O REGRESSO DE “VIVA LA MUERTE!


Por Viriato Soromenho-Marques

Professor catedrático de Filosofia  na Faculdade de Letras da Universidade de Lisboa*

O que existe hoje de comum entre os EUA, a Índia, a Turquia, as Filipinas, a Rússia, a China ou o Brasil? São governados por homens que, em doses diversas, banalizam no discurso e na prática o uso da violência como instrumento de afirmação do poder, que exaltam a valia de sociedades cultural, religiosa, moral e etnicamente homogéneas, que querem construir muros entre as raças e as classes sociais, que entendem a democracia como a ditadura da maioria numérica, de que eles são os únicos e definitivos intérpretes.

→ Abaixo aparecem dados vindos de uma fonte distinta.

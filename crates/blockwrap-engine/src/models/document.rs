use crate::error::InvalidSelectionError;
use crate::models::Node;

/// Immutable snapshot of a document tree.
///
/// The root is a `doc` container. Positions address the gaps between
/// characters and tokens of the flattened tree, so they run from `0` to
/// `content_size()` inclusive:
///
/// ```text
///  0   1 2 3 4   5   6 7 8 9   10
///  <p> F o o </p> <p> B a r </p>
/// ```
#[derive(Debug, Clone, PartialEq)]
pub struct Document {
    root: Node,
}

/// A node together with the position directly before it
#[derive(Debug, Clone, Copy)]
pub struct NodeRef<'a> {
    pub node: &'a Node,
    pub pos: usize,
}

impl NodeRef<'_> {
    /// Position directly after the node
    pub fn end(&self) -> usize {
        self.pos + self.node.node_size()
    }

    /// Position where the node's content starts
    pub fn content_start(&self) -> usize {
        self.pos + 1
    }
}

/// A position resolved against the tree: the innermost container holding it
/// and where that container's content starts and ends.
#[derive(Debug, Clone, Copy)]
pub struct ResolvedPos<'a> {
    pos: usize,
    depth: usize,
    parent: &'a Node,
    start: usize,
}

impl<'a> ResolvedPos<'a> {
    pub fn pos(&self) -> usize {
        self.pos
    }

    /// Nesting depth of the parent (0 for the document root)
    pub fn depth(&self) -> usize {
        self.depth
    }

    pub fn parent(&self) -> &'a Node {
        self.parent
    }

    /// Type name of the parent (`doc`, `paragraph`, `heading`, ...)
    pub fn parent_type(&self) -> &'a str {
        self.parent.kind().name()
    }

    /// Position where the parent's content starts
    pub fn start(&self) -> usize {
        self.start
    }

    /// Position where the parent's content ends
    pub fn end(&self) -> usize {
        self.start + self.parent.content_size()
    }

    /// Offset of the position within the parent's content
    pub fn parent_offset(&self) -> usize {
        self.pos - self.start
    }
}

impl Document {
    pub fn new(blocks: impl IntoIterator<Item = Node>) -> Self {
        Self {
            root: Node::other("doc", blocks),
        }
    }

    pub fn root(&self) -> &Node {
        &self.root
    }

    pub fn content_size(&self) -> usize {
        self.root.content_size()
    }

    pub fn check_position(&self, pos: usize) -> Result<(), InvalidSelectionError> {
        let size = self.content_size();
        if pos > size {
            return Err(InvalidSelectionError::OutOfBounds { pos, size });
        }
        Ok(())
    }

    /// Resolve a position to its innermost enclosing container
    pub fn resolve(&self, pos: usize) -> Result<ResolvedPos<'_>, InvalidSelectionError> {
        self.check_position(pos)?;

        let mut parent = &self.root;
        let mut start = 0;
        let mut depth = 0;
        while let Some((child_pos, child)) = parent
            .child_offsets(start)
            .find(|(p, c)| c.is_container() && *p < pos && pos < p + c.node_size())
        {
            parent = child;
            start = child_pos + 1;
            depth += 1;
        }

        Ok(ResolvedPos {
            pos,
            depth,
            parent,
            start,
        })
    }

    /// The node starting at `pos`, or the text node `pos` falls inside.
    ///
    /// Returns `None` at the end of a container's content, where no node follows.
    pub fn node_at(&self, pos: usize) -> Option<NodeRef<'_>> {
        let mut parent = &self.root;
        let mut start = 0;
        loop {
            let (child_pos, child) = parent
                .child_offsets(start)
                .find(|(p, c)| pos < p + c.node_size())?;
            if child_pos == pos || child.is_text() {
                return Some(NodeRef {
                    node: child,
                    pos: child_pos,
                });
            }
            if !child.is_container() {
                return None;
            }
            parent = child;
            start = child_pos + 1;
        }
    }

    /// All nodes overlapping `from..to`, in document order (parents before
    /// their children). The root itself is not included.
    pub fn nodes_between(&self, from: usize, to: usize) -> Vec<NodeRef<'_>> {
        let mut found = Vec::new();
        collect_between(&self.root, 0, from, to, &mut found);
        found
    }

    /// Text between two document positions, without block separators
    pub fn text_between(&self, from: usize, to: usize) -> String {
        self.root.text_between(from, to)
    }

    pub fn text_content(&self) -> String {
        self.root.text_content()
    }
}

fn collect_between<'a>(
    node: &'a Node,
    content_start: usize,
    from: usize,
    to: usize,
    found: &mut Vec<NodeRef<'a>>,
) {
    for (pos, child) in node.child_offsets(content_start) {
        if pos >= to {
            break;
        }
        if pos + child.node_size() <= from {
            continue;
        }
        found.push(NodeRef { node: child, pos });
        if child.is_container() && child.content_size() > 0 {
            collect_between(child, pos + 1, from, to, found);
        }
    }
}
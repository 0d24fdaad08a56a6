//! Loading configuration from disk.

use std::fs;

use k8s_workload_registrar::config::ConfigError;
use k8s_workload_registrar::load_config;

mod common;

#[test]
fn test_load_config() {
    let dir = tempfile::tempdir().unwrap();
    let conf_path = dir.path().join("test.conf");

    let err = load_config(&conf_path, &common::test_env()).unwrap_err();
    assert!(matches!(err, ConfigError::Io(_)));
    assert!(err.to_string().contains("unable to load configuration:"));

    fs::write(&conf_path, common::MINIMAL_CONFIG).unwrap();

    let config = load_config(&conf_path, &common::test_env()).unwrap();
    assert_eq!(config, common::admission_defaults());
}

#[test]
fn test_load_passes_through_content_errors() {
    let dir = tempfile::tempdir().unwrap();
    let conf_path = dir.path().join("bad.conf");
    fs::write(&conf_path, "INVALID").unwrap();

    let err = load_config(&conf_path, &common::test_env()).unwrap_err();
    assert!(matches!(err, ConfigError::Decode(_)));
    assert!(!err.to_string().contains("unable to load configuration"));

    fs::write(&conf_path, "cluster = \"CLUSTER\"\n").unwrap();
    let err = load_config(&conf_path, &common::test_env()).unwrap_err();
    assert_eq!(err.to_string(), "server_socket_path must be specified");
}

#[test]
fn test_load_directory_is_io_error() {
    let dir = tempfile::tempdir().unwrap();
    let err = load_config(dir.path(), &common::test_env()).unwrap_err();
    assert!(err.to_string().contains("unable to load configuration:"));
}
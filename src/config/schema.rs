//! Configuration schema definitions.
//!
//! The file format is flat: every key lives at the top level regardless of
//! mode. [`RawConfig`] mirrors that layout and is what serde decodes into.
//! Validation turns it into [`Config`], which carries the mode-specific
//! settings as a tagged variant so consumers never see a field that does not
//! apply to the active mode.

use std::fmt;
use std::path::Path;
use std::str::FromStr;
use std::time::Duration;

use serde::{Deserialize, Serialize};

/// Undecorated configuration as written by the operator.
///
/// `None` means the key was absent from the source text. Keys this version
/// does not know are ignored.
#[derive(Debug, Clone, Default, PartialEq, Eq, Deserialize)]
pub struct RawConfig {
    pub mode: Option<String>,
    pub log_level: Option<String>,
    pub log_path: Option<String>,
    pub trust_domain: Option<String>,
    pub cluster: Option<String>,
    pub server_socket_path: Option<String>,
    pub pod_label: Option<String>,
    pub pod_annotation: Option<String>,

    // Admission mode only.
    pub addr: Option<String>,
    pub cert_path: Option<String>,
    pub key_path: Option<String>,
    pub cacert_path: Option<String>,
    pub insecure_skip_client_verification: Option<bool>,

    // Informer mode only.
    pub kubeconfig: Option<String>,
    pub informer_resync_interval: Option<String>,
}

/// Operating mode of the registrar.
#[derive(Debug, Clone, Copy, Default, PartialEq, Eq, Hash, Serialize)]
#[serde(rename_all = "lowercase")]
pub enum Mode {
    /// Serve an HTTPS admission webhook.
    #[default]
    Admission,
    /// Watch the API server through an informer.
    Informer,
}

impl Mode {
    pub const fn as_str(self) -> &'static str {
        match self {
            Mode::Admission => "admission",
            Mode::Informer => "informer",
        }
    }
}

impl fmt::Display for Mode {
    fn fmt(&self, f: &mut fmt::Formatter<'_>) -> fmt::Result {
        f.write_str(self.as_str())
    }
}

/// Returned when a mode string is neither `admission` nor `informer`.
#[derive(Debug, Clone, PartialEq, Eq)]
pub struct UnknownMode(pub String);

impl FromStr for Mode {
    type Err = UnknownMode;

    fn from_str(s: &str) -> Result<Self, Self::Err> {
        match s {
            "admission" => Ok(Mode::Admission),
            "informer" => Ok(Mode::Informer),
            other => Err(UnknownMode(other.to_string())),
        }
    }
}

/// Validated, fully defaulted configuration.
#[derive(Debug, Clone, PartialEq, Eq, Serialize)]
pub struct Config {
    /// Log verbosity.
    pub log_level: String,

    /// Log file. `None` logs to stderr.
    pub log_path: Option<String>,

    /// SPIFFE trust domain workloads are registered under.
    pub trust_domain: String,

    /// Cluster name used to build parent IDs.
    pub cluster: String,

    /// Path to the SPIRE server API socket.
    pub server_socket_path: String,

    /// How pods are selected for registration.
    pub registration: RegistrationMode,

    /// Mode-specific settings.
    #[serde(flatten)]
    pub mode: ModeConfig,
}

impl Config {
    pub fn mode(&self) -> Mode {
        match self.mode {
            ModeConfig::Admission(_) => Mode::Admission,
            ModeConfig::Informer(_) => Mode::Informer,
        }
    }

    pub fn admission(&self) -> Option<&AdmissionConfig> {
        match &self.mode {
            ModeConfig::Admission(admission) => Some(admission),
            ModeConfig::Informer(_) => None,
        }
    }

    pub fn informer(&self) -> Option<&InformerConfig> {
        match &self.mode {
            ModeConfig::Informer(informer) => Some(informer),
            ModeConfig::Admission(_) => None,
        }
    }

    pub fn log_path(&self) -> Option<&Path> {
        self.log_path.as_deref().map(Path::new)
    }
}

/// Workload registration selector.
#[derive(Debug, Clone, Default, PartialEq, Eq, Serialize)]
#[serde(rename_all = "snake_case")]
pub enum RegistrationMode {
    /// Register pods by service account.
    #[default]
    ServiceAccount,
    /// Register pods carrying this label.
    PodLabel(String),
    /// Register pods carrying this annotation.
    PodAnnotation(String),
}

impl RegistrationMode {
    pub fn pod_label(&self) -> Option<&str> {
        match self {
            RegistrationMode::PodLabel(label) => Some(label),
            _ => None,
        }
    }

    pub fn pod_annotation(&self) -> Option<&str> {
        match self {
            RegistrationMode::PodAnnotation(annotation) => Some(annotation),
            _ => None,
        }
    }
}

/// Settings that only exist for one mode.
#[derive(Debug, Clone, PartialEq, Eq, Serialize)]
#[serde(tag = "mode", rename_all = "lowercase")]
pub enum ModeConfig {
    Admission(AdmissionConfig),
    Informer(InformerConfig),
}

/// Admission webhook listener settings.
#[derive(Debug, Clone, PartialEq, Eq, Serialize)]
pub struct AdmissionConfig {
    /// Listen address (e.g., ":8443").
    pub addr: String,

    /// Serving certificate (PEM).
    pub cert_path: String,

    /// Serving private key (PEM).
    pub key_path: String,

    /// CA bundle for verifying API server client certificates (PEM).
    pub cacert_path: String,

    /// Accept webhook requests without a verified client certificate.
    pub insecure_skip_client_verification: bool,
}

impl AdmissionConfig {
    pub fn cert_path(&self) -> &Path {
        Path::new(&self.cert_path)
    }

    pub fn key_path(&self) -> &Path {
        Path::new(&self.key_path)
    }

    pub fn cacert_path(&self) -> &Path {
        Path::new(&self.cacert_path)
    }
}

/// Informer settings.
#[derive(Debug, Clone, PartialEq, Eq, Serialize)]
pub struct InformerConfig {
    /// Kubeconfig file. `None` uses in-cluster configuration.
    pub kubeconfig: Option<String>,

    /// Resync period as a duration string (e.g., "10m"). "0" disables resync.
    pub informer_resync_interval: String,
}

impl InformerConfig {
    /// Parses `informer_resync_interval`.
    pub fn resync_interval(&self) -> Result<Duration, humantime::DurationError> {
        let interval = self.informer_resync_interval.trim();
        if interval == "0" {
            return Ok(Duration::ZERO);
        }
        humantime::parse_duration(interval)
    }
}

Em doses diversas, esses chefes incomodam-se com os limites constitucionais para a duração dos seus mandatos, que se aprestam a abolir, do mesmo modo que transformam rapidamente os tribunais e a imprensa em correias de transmissão obedientes da sua vontade. Este pano de fundo é importante para perceber a razão que me leva a não considerar o recente assassinato da vereadora carioca Marielle Franco, 38 anos, como apenas mais um doloroso incidente na tragédia da criminalidade que devora há muito a vida quotidiana no Brasil. Há aqui algo de mais amplo, de “universal-concreto” – para usar um conceito com que o filósofo Hegel significava a sua tese de que o universal não mora no céu das ideias, mas vive na realidade de carne e osso da vida real. Atrevo-me a considerar que o assassinato de Marielle Franco partilha dessa substância transversal, própria dos acontecimentos que não se esgotam no tempo e no espaço em que ocorrem.
Sabemos hoje que um aparente incidente menor, ocorrido em 12 de Outubro de 1936, opondo o venerando reitor da Universidade de Salamanca, Miguel de Unamuno (1864-1936), contra um fanático militar franquista, José Millán-Astray (1879-1954), tornar-se-ia numa espécie de simbólico prefácio à matança generalizada que só terminaria em 1945, 60 milhões de vítimas depois, com a rendição da Alemanha e do Japão. Erguendo-se contra o arruaceiro seguidor de Franco, que proclamou: “Morra a inteligência! Viva a Morte!”, o sábio Unamuno, mesmo perturbado pela pateada da claque falangista presente na Universidade, terá dito: “Vencereis porque tendes força bruta em excesso, mas não convencereis, pois convencer significa persuadir.” Marielle Franco representa tudo aquilo que os novos autocratas odeiam. Ela rompeu com o destino miserável que lhe foi imposto pela lotaria do nascimento. Uma mulher, negra, nascida na favela, bissexual, que pela tenacidade, coragem moral, e talento intelectual franqueia as portas férreas da esfera pública. Uma mulher que se transforma em fonte de inspiração para os mais pobres e marginalizados, uma mulher que é a prova viva de que, apesar de todos os seus erros, a governação de Lula da Silva fez toda a diferença em matéria de esperança social na longa história da desigualdade brasileira. Esta mulher estava destinada a ser o alvo do ódio mortal dos novos seguidores de Millán-Astray.
No planeta em que vivemos, os problemas e as esperanças são cada vez mais globais, digitais e complexas. Das alterações climáticas, à economia, à segurança humana em sentido amplo. Para sobreviver, a humanidade terá de trabalhar em conjunto, está obrigada à cooperação compulsória. Contudo, o novo directório que manda no mundo, um directório onde a cadeira europeia está escandalosamente vazia, é dominado por gente incapaz de sair das fronteiras estreitas da ignorância tribal, analógica e simplificadora. O mundo aspira pela inteligência da inclusão. Quem nele desmanda, pelo contrário, promete terraplanar o futuro, transformando a política numa demente continuação da guerra por outros meios.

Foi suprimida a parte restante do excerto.